Nothing belongs in the answer except the lines of the material that include "anyhow".

[[ DATA TO USE, beginning ]]

//! Substring search that keeps matching branches

use crate::node::Node;
use crate::record::Record;

/// Search node labels for `query`, keeping the branches that lead to matches
///
/// `label` extracts the text to test from a payload; payloads without a label
/// never match. The test is a case-sensitive substring check, so an empty
/// query matches every labelled node.
///
/// Matching nodes are copied with their filtered children, possibly none.
/// Non-matching nodes are copied only when some descendant matched, as
/// scaffolding. The input forest is left untouched. Recurses once per level
/// of depth.
pub fn fuzzy_search<D, L>(forest: &[Node<D>], query: &str, label: L) -> Vec<Node<D>>
where
    D: Clone,
    L: Fn(&D) -> Option<&str>,
{
    search_nodes(forest, query, &label)
}

fn search_nodes<D, L>(forest: &[Node<D>], query: &str, label: &L) -> Vec<Node<D>>
where
    D: Clone,
    L: Fn(&D) -> Option<&str>,
{
    forest
        .iter()
        .filter_map(|node| {
            let matched = label(&node.data).is_some_and(|text| text.contains(query));
            let children = search_nodes(&node.children, query, label);
            (matched || !children.is_empty())
                .then(|| Node::with_children(node.data.clone(), children))
        })
        .collect()
}

/// [`fuzzy_search`] over a string field of dynamic records
///
/// A missing or non-string field never matches.
///
/// # Example
///
/// ```
/// use forest::{record, search_field, FieldNames, Node};
///
/// let forest = FieldNames::default().array_to_tree(vec![
///     record! { "id" => 1, "pid" => 0, "name" => "Finance" },
///     record! { "id" => 2, "pid" => 1, "name" => "Payroll" },
///     record! { "id" => 3, "pid" => 1, "name" => "Audit" },
/// ]);
/// let found = search_field(&forest, "name", "roll");
/// assert_eq!(found[0].children.len(), 1);
/// assert_eq!(found[0].children[0].data.get_str("name"), Some("Payroll"));
/// ```
pub fn search_field(forest: &[Node<Record>], field: &str, query: &str) -> Vec<Node<Record>> {
    fuzzy_search(forest, query, |record| record.get_str(field))
}
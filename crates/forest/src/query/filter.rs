//! Ancestor-preserving structural filter

use crate::node::Node;

/// Keep matching nodes together with the ancestors that lead to them
///
/// Children are filtered first, so the predicate sees nodes bottom-up and
/// each node it is handed already carries only its surviving children. A node
/// survives if the predicate accepts it or if any of its descendants
/// survived; in the latter case it is kept as scaffolding carrying only the
/// surviving descendants.
///
/// Consumes the forest and returns the filtered one. Recurses once per level
/// of depth.
///
/// # Example
///
/// ```
/// use forest::{filter_tree, Node};
///
/// let forest = vec![Node::new(1).child(Node::new(2)).child(Node::new(3))];
/// let kept = filter_tree(forest, |n| n.data == 3);
/// assert_eq!(kept[0].data, 1);
/// assert_eq!(kept[0].children, vec![Node::new(3)]);
/// ```
pub fn filter_tree<D, F>(forest: Vec<Node<D>>, mut predicate: F) -> Vec<Node<D>>
where
    F: FnMut(&Node<D>) -> bool,
{
    filter_nodes(forest, &mut predicate)
}

fn filter_nodes<D, F>(forest: Vec<Node<D>>, predicate: &mut F) -> Vec<Node<D>>
where
    F: FnMut(&Node<D>) -> bool,
{
    forest
        .into_iter()
        .filter_map(|mut node| {
            node.children = filter_nodes(std::mem::take(&mut node.children), &mut *predicate);
            let keep = predicate(&node) || !node.children.is_empty();
            keep.then_some(node)
        })
        .collect()
}

/// Same as [`filter_tree`] but mutates the forest in place
///
/// Every surviving node has its children replaced by the filtered ones and
/// the rest are removed from their parent's collection.
pub fn filter_tree_in_place<D, F>(forest: &mut Vec<Node<D>>, mut predicate: F)
where
    F: FnMut(&Node<D>) -> bool,
{
    retain_nodes(forest, &mut predicate);
}

fn retain_nodes<D, F>(forest: &mut Vec<Node<D>>, predicate: &mut F)
where
    F: FnMut(&Node<D>) -> bool,
{
    forest.retain_mut(|node| {
        retain_nodes(&mut node.children, &mut *predicate);
        predicate(&*node) || !node.children.is_empty()
    });
}

/// [`filter_tree`] with an optional predicate
///
/// Without a predicate the forest is returned unchanged.
pub fn filter_tree_opt<D, F>(forest: Vec<Node<D>>, predicate: Option<F>) -> Vec<Node<D>>
where
    F: FnMut(&Node<D>) -> bool,
{
    match predicate {
        Some(predicate) => filter_tree(forest, predicate),
        None => forest,
    }
}
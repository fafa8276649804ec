//! Dynamic records with an open-ended set of fields
//!
//! Records are the loosely-typed payload for callers whose data has no fixed
//! schema. The structural fields (identifier, parent identifier, children)
//! are located through [`FieldNames`].

mod fields;
mod value;

use std::collections::BTreeMap;

#[cfg(feature = "serde")]
use serde::{Deserialize, Serialize};

pub use fields::{array_to_tree_value, forest_from_value, forest_into_value, FieldNames};
pub use value::{Key, Value};

/// A record holding field values by name.
///
/// Fields are kept in a `BTreeMap` so iteration and `Debug` output are
/// stable.
///
/// # Example
///
/// ```
/// use forest::Record;
///
/// let record = Record::new().set("id", 1).set("name", "Sales");
/// assert_eq!(record.get_str("name"), Some("Sales"));
/// assert_eq!(record.get_i64("id"), Some(1));
/// ```
#[derive(Debug, Clone, PartialEq, Default)]
#[cfg_attr(feature = "serde", derive(Serialize, Deserialize))]
#[cfg_attr(feature = "serde", serde(transparent))]
pub struct Record {
    fields: BTreeMap<String, Value>,
}

impl Record {
    /// Creates a new empty record.
    pub fn new() -> Self {
        Self::default()
    }

    /// Sets a field and returns the record, for chained construction.
    pub fn set(mut self, field: impl Into<String>, value: impl Into<Value>) -> Self {
        self.fields.insert(field.into(), value.into());
        self
    }

    /// Inserts a field, returning the previous value if any.
    pub fn insert(&mut self, field: impl Into<String>, value: impl Into<Value>) -> Option<Value> {
        self.fields.insert(field.into(), value.into())
    }

    /// Removes a field, returning its value if it was present.
    pub fn remove(&mut self, field: &str) -> Option<Value> {
        self.fields.remove(field)
    }

    /// Returns a reference to the field value, if it exists.
    pub fn get(&self, field: &str) -> Option<&Value> {
        self.fields.get(field)
    }

    /// Returns the field as a string slice, if it is a string.
    pub fn get_str(&self, field: &str) -> Option<&str> {
        self.get(field).and_then(Value::as_str)
    }

    /// Returns the field as an integer, if it is an integer.
    pub fn get_i64(&self, field: &str) -> Option<i64> {
        self.get(field).and_then(Value::as_i64)
    }

    /// Returns the field projected onto an identifier key.
    pub fn get_key(&self, field: &str) -> Option<Key> {
        self.get(field).and_then(Value::to_key)
    }

    /// Returns `true` if the record contains the given field.
    pub fn contains(&self, field: &str) -> bool {
        self.fields.contains_key(field)
    }

    /// Returns a reference to all fields.
    pub fn fields(&self) -> &BTreeMap<String, Value> {
        &self.fields
    }

    /// Iterate over `(name, value)` pairs in name order.
    pub fn iter(&self) -> impl Iterator<Item = (&str, &Value)> {
        self.fields.iter().map(|(k, v)| (k.as_str(), v))
    }

    /// Number of fields.
    pub fn len(&self) -> usize {
        self.fields.len()
    }

    /// Returns `true` if the record has no fields.
    pub fn is_empty(&self) -> bool {
        self.fields.is_empty()
    }
}

impl<K: Into<String>, V: Into<Value>> FromIterator<(K, V)> for Record {
    fn from_iter<I: IntoIterator<Item = (K, V)>>(iter: I) -> Self {
        Record {
            fields: iter
                .into_iter()
                .map(|(k, v)| (k.into(), v.into()))
                .collect(),
        }
    }
}

/// Build a [`Record`] from `field => value` pairs.
///
/// ```
/// use forest::record;
///
/// let r = record! { "id" => 2, "pid" => 1, "name" => "Ops" };
/// assert_eq!(r.len(), 3);
/// ```
#[macro_export]
macro_rules! record {
    () => { $crate::Record::new() };
    ($($field:expr => $value:expr),+ $(,)?) => {
        $crate::Record::new()$(.set($field, $value))+
    };
}

#[cfg(test)]
mod tests {
    use super::*;

    #[test]
    fn test_set_and_get() {
        let r = record! { "id" => 1, "name" => "Sales", "budget" => 1.5 };
        assert_eq!(r.get_i64("id"), Some(1));
        assert_eq!(r.get_str("name"), Some("Sales"));
        assert_eq!(r.get("budget"), Some(&Value::Float(1.5)));
        assert_eq!(r.get("missing"), None);
        assert!(r.contains("budget"));
    }

    #[test]
    fn test_insert_and_remove() {
        let mut r = Record::new();
        assert_eq!(r.insert("a", 1), None);
        assert_eq!(r.insert("a", 2), Some(Value::Int(1)));
        assert_eq!(r.remove("a"), Some(Value::Int(2)));
        assert!(r.is_empty());
    }

    #[test]
    fn test_get_key() {
        let r = record! { "id" => "a-1", "pid" => Value::Null };
        assert_eq!(r.get_key("id"), Some(Key::from("a-1")));
        assert_eq!(r.get_key("pid"), None);
    }

    #[test]
    fn test_from_iter_orders_fields() {
        let r: Record = vec![("b", 2), ("a", 1)].into_iter().collect();
        let names: Vec<_> = r.iter().map(|(k, _)| k).collect();
        assert_eq!(names, vec!["a", "b"]);
    }
}
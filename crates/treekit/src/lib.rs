// Tree and array utilities for Treekit
// Re-exports the forest, flatten and run-queue crates under one roof

pub use flatten;
pub use forest;
pub use ::run_queue;

pub use flatten::{flatten_all, flatten_depth, flatten_fold, flatten_recursive, nested, Nested};
pub use forest::record;
pub use ::run_queue::{run_queue, run_queue_with_callback, RunSummary, SequentialRunner};

/// Everything needed for the common flat-to-tree workflows
pub mod prelude {
    pub use flatten::{flatten_all, Nested};
    pub use forest::prelude::*;
    pub use ::run_queue::{run_queue, RunSummary, SequentialRunner};
}
use std::cell::RefCell;
use std::rc::Rc;
use std::time::Duration;

use pretty_assertions::assert_eq;
use run_queue::{run_queue, run_queue_with_callback, RunSummary, SequentialRunner};
use tokio_util::sync::CancellationToken;

fn init_logger() {
    let _ = env_logger::builder().is_test(true).try_init();
}

#[tokio::test]
async fn test_steps_run_in_order_and_one_at_a_time() {
    init_logger();
    let log = Rc::new(RefCell::new(Vec::new()));

    // Earlier steps sleep longer; only strict sequencing keeps the order.
    let queue = vec![Some(3u64), None, Some(2), Some(1), None];
    let summary = run_queue(queue, |n| {
        let log = Rc::clone(&log);
        async move {
            log.borrow_mut().push(format!("start {}", n));
            tokio::time::sleep(Duration::from_millis(n * 5)).await;
            log.borrow_mut().push(format!("end {}", n));
            Ok(())
        }
    })
    .await
    .unwrap();

    assert_eq!(
        summary,
        RunSummary {
            completed: 3,
            skipped: 2,
            cancelled: false
        }
    );
    assert_eq!(
        *log.borrow(),
        vec!["start 3", "end 3", "start 2", "end 2", "start 1", "end 1"]
    );
}

#[tokio::test]
async fn test_first_error_stops_the_run() {
    init_logger();
    let mut ran = Vec::new();

    let err = run_queue(vec![Some("a"), Some("b"), Some("c")], |name| {
        ran.push(name);
        async move {
            if name == "b" {
                anyhow::bail!("cannot process {}", name);
            }
            Ok(())
        }
    })
    .await
    .unwrap_err();

    assert_eq!(ran, vec!["a", "b"]);
    assert_eq!(err.to_string(), "Step 1 failed");
    assert_eq!(err.root_cause().to_string(), "cannot process b");
}

#[tokio::test]
async fn test_cancellation_between_steps() {
    init_logger();
    let token = CancellationToken::new();
    let mut ran = Vec::new();

    let summary = SequentialRunner::new()
        .with_cancellation(token.clone())
        .run(vec![Some(1), Some(2), Some(3)], |n| {
            ran.push(n);
            if n == 2 {
                token.cancel();
            }
            async { Ok(()) }
        })
        .await
        .unwrap();

    assert!(summary.cancelled);
    assert_eq!(ran, vec![1, 2]);
}

#[tokio::test]
async fn test_cancellation_interrupts_running_step() {
    init_logger();
    let token = CancellationToken::new();
    let finished = Rc::new(RefCell::new(0));

    let summary = SequentialRunner::new()
        .with_cancellation(token.clone())
        .run(vec![Some(()), Some(())], |()| {
            let token = token.clone();
            let finished = Rc::clone(&finished);
            async move {
                token.cancel();
                tokio::time::sleep(Duration::from_secs(60)).await;
                *finished.borrow_mut() += 1;
                Ok(())
            }
        })
        .await
        .unwrap();

    assert!(summary.cancelled);
    assert_eq!(summary.completed, 0);
    assert_eq!(*finished.borrow(), 0);
}

#[tokio::test]
async fn test_callback_called_once_on_success() {
    let mut calls = Vec::new();
    let summary = run_queue_with_callback(
        vec![Some(1), None],
        |_| async { Ok(()) },
        |s| calls.push(*s),
    )
    .await
    .unwrap();

    assert_eq!(calls, vec![summary]);
}

#[tokio::test]
async fn test_callback_not_called_on_failure() {
    let mut called = false;
    let result = run_queue_with_callback(
        vec![Some(1)],
        |_| async { Err(anyhow::anyhow!("boom")) },
        |_| called = true,
    )
    .await;

    assert!(result.is_err());
    assert!(!called);
}
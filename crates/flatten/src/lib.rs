// Nested-array flattening for treekit
// This crate provides a nested sequence type and interchangeable flattening strategies

mod nesting;
mod strategy;

pub use nesting::Nested;
pub use strategy::{flatten_all, flatten_depth, flatten_fold, flatten_recursive};
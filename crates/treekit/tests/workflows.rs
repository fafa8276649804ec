use pretty_assertions::assert_eq;
use proptest::prelude::*;
use treekit::prelude::*;
use treekit::{nested, record};

fn init_logger() {
    let _ = env_logger::builder().is_test(true).try_init();
}

#[test]
fn test_nested_batches_become_a_tree() {
    init_logger();
    // Rows arrive in nested batches of (id, parent id).
    let batches = nested!([[(1, 0), (2, 1)], [[(3, 1)], (4, 3)]]);
    let rows: Vec<Record> = flatten_all(batches)
        .into_vec()
        .into_iter()
        .map(|(id, pid)| record! { "id" => id, "pid" => pid })
        .collect();

    let fields = FieldNames::default();
    let forest = fields.array_to_tree(rows);
    let path = node_path(&forest, &Key::from(4), &fields, PathMode::Ids);
    assert_eq!(
        path.into_ids(),
        Some(vec![Some(Key::from(1)), Some(Key::from(3)), Some(Key::from(4))])
    );
    assert_eq!(treekit::forest::depth(&forest), 3);
}

#[tokio::test]
async fn test_queue_over_tree_in_visit_order() {
    init_logger();
    let forest = FieldNames::default().array_to_tree(vec![
        record! { "id" => 1, "pid" => 0, "name" => "root" },
        record! { "id" => 2, "pid" => 1, "name" => "left" },
        record! { "id" => 3, "pid" => 1, "name" => "right" },
        record! { "id" => 4, "pid" => 2 },
    ]);

    // Nodes without a name are not queued.
    let queue = tree_to_array_bfs(&forest)
        .into_iter()
        .map(|node| node.data.get_str("name").map(str::to_owned));

    let mut visited = Vec::new();
    let summary = run_queue(queue, |name| {
        visited.push(name);
        async { Ok(()) }
    })
    .await
    .unwrap();

    assert_eq!(visited, vec!["root", "left", "right"]);
    assert_eq!(
        summary,
        RunSummary {
            completed: 3,
            skipped: 1,
            cancelled: false
        }
    );
}

#[tokio::test]
async fn test_failing_step_reports_its_position() {
    let leaves = vec![Some(1), Some(2), None, Some(0), Some(4)];
    let err = run_queue(leaves, |n: i32| async move {
        anyhow::ensure!(n != 0, "zero weight");
        Ok(())
    })
    .await
    .unwrap_err();

    assert_eq!(format!("{:#}", err), "Step 3 failed: zero weight");
}

#[tokio::test]
async fn test_runner_reachable_through_crate_path() {
    let runner = treekit::run_queue::SequentialRunner::new();
    let summary = runner
        .run(vec![Some(()), None], |()| async { Ok(()) })
        .await
        .unwrap();
    assert_eq!(summary.completed + summary.skipped, 2);
}

/// Nested batches of rows where row `i` hangs under 0 or an earlier row
fn batched_rows() -> impl Strategy<Value = Nested<(i64, i64)>> {
    (1usize..30)
        .prop_flat_map(|n| (0..n).map(|i| 0..=i as i64).collect::<Vec<_>>())
        .prop_flat_map(|pids| {
            let rows: Vec<Nested<(i64, i64)>> = pids
                .into_iter()
                .enumerate()
                .map(|(i, pid)| Nested::Item((i as i64 + 1, pid)))
                .collect();
            prop::collection::vec(1usize..4, rows.len()).prop_map(move |sizes| {
                let mut batches = Vec::new();
                let mut rest = rows.clone();
                for size in sizes {
                    if rest.is_empty() {
                        break;
                    }
                    let tail = rest.split_off(size.min(rest.len()));
                    batches.push(Nested::List(std::mem::replace(&mut rest, tail)));
                }
                Nested::List(batches)
            })
        })
}

proptest! {
    #[test]
    fn flattened_batches_nest_every_row(batches in batched_rows()) {
        let rows: Vec<Record> = flatten_all(batches)
            .into_vec()
            .into_iter()
            .map(|(id, pid)| record! { "id" => id, "pid" => pid })
            .collect();
        let total = rows.len();

        let fields = FieldNames::default();
        let forest = fields.array_to_tree(rows);
        prop_assert_eq!(treekit::forest::node_count(&forest), total);
        for node in &forest {
            prop_assert_eq!(node.data.get_i64("pid"), Some(0));
        }
    }
}
//! Run a queue of asynchronous steps strictly one after another.
//!
//! Each entry of the queue is an `Option<T>`; `None` entries are skipped.
//! The next step is started only once the previous step's future has
//! resolved, and the run finishes when the returned future does.
//!
//! ```
//! # tokio::runtime::Builder::new_current_thread().build().unwrap().block_on(async {
//! use run_queue::run_queue;
//!
//! let mut seen = Vec::new();
//! let summary = run_queue(vec![Some(1), None, Some(2)], |n| {
//!     seen.push(n);
//!     async { Ok(()) }
//! })
//! .await?;
//!
//! assert_eq!(seen, vec![1, 2]);
//! assert_eq!((summary.completed, summary.skipped), (2, 1));
//! # anyhow::Ok(())
//! # }).unwrap();
//! ```

use std::future::Future;

use anyhow::{Context, Result};
use log::{debug, warn};
use tokio_util::sync::CancellationToken;

/// Outcome of a finished run
#[derive(Debug, Clone, Copy, Default, PartialEq, Eq)]
pub struct RunSummary {
    /// Steps that ran to completion
    pub completed: usize,
    /// `None` entries passed over
    pub skipped: usize,
    /// True when the run stopped early because it was cancelled
    pub cancelled: bool,
}

/// Sequential runner with optional cancellation
#[derive(Debug, Clone, Default)]
pub struct SequentialRunner {
    cancel: CancellationToken,
}

impl SequentialRunner {
    /// Create a runner with no cancellation
    pub fn new() -> Self {
        Self::default()
    }

    /// Stop the run when `token` is cancelled.
    ///
    /// The token is checked before each step and raced against the step in
    /// flight, so a cancelled step's future is dropped without completing.
    pub fn with_cancellation(mut self, token: CancellationToken) -> Self {
        self.cancel = token;
        self
    }

    /// Run every present entry of `queue` through `step`, in order.
    ///
    /// The first failing step ends the run; its error is returned with the
    /// position of the entry in the queue attached.
    pub async fn run<T, I, F, Fut>(&self, queue: I, mut step: F) -> Result<RunSummary>
    where
        I: IntoIterator<Item = Option<T>>,
        F: FnMut(T) -> Fut,
        Fut: Future<Output = Result<()>>,
    {
        let mut summary = RunSummary::default();

        for (index, entry) in queue.into_iter().enumerate() {
            if self.cancel.is_cancelled() {
                warn!("Run cancelled before step {}", index);
                summary.cancelled = true;
                break;
            }

            let Some(task) = entry else {
                debug!("Skipping empty step {}", index);
                summary.skipped += 1;
                continue;
            };

            debug!("Starting step {}", index);
            let outcome = tokio::select! {
                biased;
                _ = self.cancel.cancelled() => None,
                result = step(task) => Some(result),
            };

            match outcome {
                None => {
                    warn!("Run cancelled during step {}", index);
                    summary.cancelled = true;
                    break;
                }
                Some(Err(err)) => {
                    warn!("Step {} failed: {:#}", index, err);
                    return Err(err).with_context(|| format!("Step {} failed", index));
                }
                Some(Ok(())) => {
                    debug!("Finished step {}", index);
                    summary.completed += 1;
                }
            }
        }

        debug!(
            "Run finished: {} completed, {} skipped, cancelled: {}",
            summary.completed, summary.skipped, summary.cancelled
        );
        Ok(summary)
    }
}

/// Run `queue` through `step` with no cancellation.
pub async fn run_queue<T, I, F, Fut>(queue: I, step: F) -> Result<RunSummary>
where
    I: IntoIterator<Item = Option<T>>,
    F: FnMut(T) -> Fut,
    Fut: Future<Output = Result<()>>,
{
    SequentialRunner::new().run(queue, step).await
}

/// Like [`run_queue`], then hand the summary to `on_done`.
///
/// `on_done` is called exactly once, and only when the run succeeds.
pub async fn run_queue_with_callback<T, I, F, Fut, D>(
    queue: I,
    step: F,
    on_done: D,
) -> Result<RunSummary>
where
    I: IntoIterator<Item = Option<T>>,
    F: FnMut(T) -> Fut,
    Fut: Future<Output = Result<()>>,
    D: FnOnce(&RunSummary),
{
    let summary = run_queue(queue, step).await?;
    on_done(&summary);
    Ok(summary)
}

#[cfg(test)]
mod tests {
    use super::*;
    use pretty_assertions::assert_eq;

    #[tokio::test]
    async fn test_empty_queue_completes_immediately() {
        let summary = run_queue(Vec::<Option<u8>>::new(), |_| async { Ok(()) })
            .await
            .unwrap();
        assert_eq!(summary, RunSummary::default());
    }

    #[tokio::test]
    async fn test_all_skipped() {
        let summary = run_queue(vec![None::<u8>, None], |_| async {
            Err(anyhow::anyhow!("should not run"))
        })
        .await
        .unwrap();
        assert_eq!(summary.skipped, 2);
        assert_eq!(summary.completed, 0);
    }

    #[tokio::test]
    async fn test_cancelled_before_start() {
        let token = CancellationToken::new();
        token.cancel();
        let summary = SequentialRunner::new()
            .with_cancellation(token)
            .run(vec![Some(1)], |_| async { Ok(()) })
            .await
            .unwrap();
        assert!(summary.cancelled);
        assert_eq!(summary.completed, 0);
    }
}
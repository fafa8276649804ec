//! Queries that derive a new forest or sequence from an existing one

mod filter;
mod leaves;
mod path;
mod search;

pub use filter::{filter_tree, filter_tree_in_place, filter_tree_opt};
pub use leaves::{into_leaves, tree_leaves};
pub use path::{find_id_path, find_path, node_path, NodePath, PathMode};
pub use search::{fuzzy_search, search_field};
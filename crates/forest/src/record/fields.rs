//! Configurable structural field names for dynamic records

use crate::convert::{array_to_tree_by_ref, array_to_tree_recursive};
use crate::keys::RecordKeys;
use crate::node::Node;

use super::{Key, Record, Value};

/// Names of the identifier, parent-identifier and children fields
///
/// Defaults to `id`, `pid` and `children`. Any caller may rename these to
/// match the schema of their records.
///
/// # Example
///
/// ```
/// use forest::{record, FieldNames};
///
/// let fields = FieldNames::default().with_parent_id("parent");
/// let forest = fields.array_to_tree(vec![
///     record! { "id" => 1, "parent" => 0 },
///     record! { "id" => 2, "parent" => 1 },
/// ]);
/// assert_eq!(forest.len(), 1);
/// assert_eq!(forest[0].child_count(), 1);
/// ```
#[derive(Debug, Clone, PartialEq, Eq)]
pub struct FieldNames {
    /// Identifier field name
    pub id: String,
    /// Parent-identifier field name
    pub parent_id: String,
    /// Children field name
    pub children: String,
}

impl Default for FieldNames {
    fn default() -> Self {
        Self {
            id: "id".to_string(),
            parent_id: "pid".to_string(),
            children: "children".to_string(),
        }
    }
}

impl FieldNames {
    /// Field names with the default values
    pub fn new() -> Self {
        Self::default()
    }

    /// Set the identifier field name
    pub fn with_id(mut self, name: impl Into<String>) -> Self {
        self.id = name.into();
        self
    }

    /// Set the parent-identifier field name
    pub fn with_parent_id(mut self, name: impl Into<String>) -> Self {
        self.parent_id = name.into();
        self
    }

    /// Set the children field name
    pub fn with_children(mut self, name: impl Into<String>) -> Self {
        self.children = name.into();
        self
    }

    /// Nest flat records using the reference-table strategy
    pub fn array_to_tree(&self, records: Vec<Record>) -> Vec<Node<Record>> {
        array_to_tree_by_ref(records, self)
    }

    /// Nest flat records using the recursive strategy, starting from the
    /// records whose parent identifier equals `root`
    pub fn array_to_tree_recursive(&self, records: Vec<Record>, root: &Key) -> Vec<Node<Record>> {
        array_to_tree_recursive(records, root, self)
    }
}

impl RecordKeys<Record> for FieldNames {
    type Id = Key;

    fn id(&self, record: &Record) -> Option<Key> {
        record.get_key(&self.id)
    }

    fn parent_id(&self, record: &Record) -> Option<Key> {
        record.get_key(&self.parent_id)
    }
}

impl Node<Record> {
    /// Split a nested record into a node
    ///
    /// An array under the children field becomes the node's children; array
    /// entries that are not records (nulls included) are skipped. Any other
    /// value under the children field, falsy or not, is left on the record
    /// and the node is a leaf.
    ///
    /// Recurses once per level of nesting.
    pub fn from_record(mut record: Record, fields: &FieldNames) -> Self {
        let children = match record.remove(&fields.children) {
            Some(Value::Array(items)) => records_of(items)
                .map(|child| Node::from_record(child, fields))
                .collect(),
            Some(other) => {
                record.insert(fields.children.clone(), other);
                Vec::new()
            }
            None => Vec::new(),
        };
        Node::with_children(record, children)
    }

    /// Embed the children back into the record under the children field
    ///
    /// The field is only written when the node has children, so a leaf comes
    /// back without it. Recurses once per level of depth.
    pub fn into_record(self, fields: &FieldNames) -> Record {
        let (mut record, children) = self.into_parts();
        if !children.is_empty() {
            let nested: Vec<Value> = children
                .into_iter()
                .map(|child| Value::Record(child.into_record(fields)))
                .collect();
            record.insert(fields.children.clone(), Value::Array(nested));
        }
        record
    }
}

/// Parse a nested value into a forest
///
/// Anything other than an array yields an empty forest.
pub fn forest_from_value(value: Value, fields: &FieldNames) -> Vec<Node<Record>> {
    match value {
        Value::Array(items) => records_of(items)
            .map(|record| Node::from_record(record, fields))
            .collect(),
        _ => Vec::new(),
    }
}

/// Render a forest back into an array of nested records
pub fn forest_into_value(forest: Vec<Node<Record>>, fields: &FieldNames) -> Value {
    Value::Array(
        forest
            .into_iter()
            .map(|node| Value::Record(node.into_record(fields)))
            .collect(),
    )
}

/// Nest a flat array value with the reference-table strategy
///
/// Anything other than an array yields an empty forest; entries that are not
/// records are skipped.
pub fn array_to_tree_value(value: Value, fields: &FieldNames) -> Vec<Node<Record>> {
    match value {
        Value::Array(items) => fields.array_to_tree(records_of(items).collect()),
        _ => Vec::new(),
    }
}

fn records_of(items: Vec<Value>) -> impl Iterator<Item = Record> {
    items.into_iter().filter_map(|item| match item {
        Value::Record(record) => Some(record),
        _ => None,
    })
}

[[ DATA TO USE, end ]]

- **EXERCISE OUTPUT**:
                anyhow::bail!("cannot process {}", name);
        |_| async { Err(anyhow::anyhow!("boom")) },
        anyhow::ensure!(n != 0, "zero weight");
//! # anyhow::Ok(())
use anyhow::{Context, Result};
            Err(anyhow::anyhow!("should not run"))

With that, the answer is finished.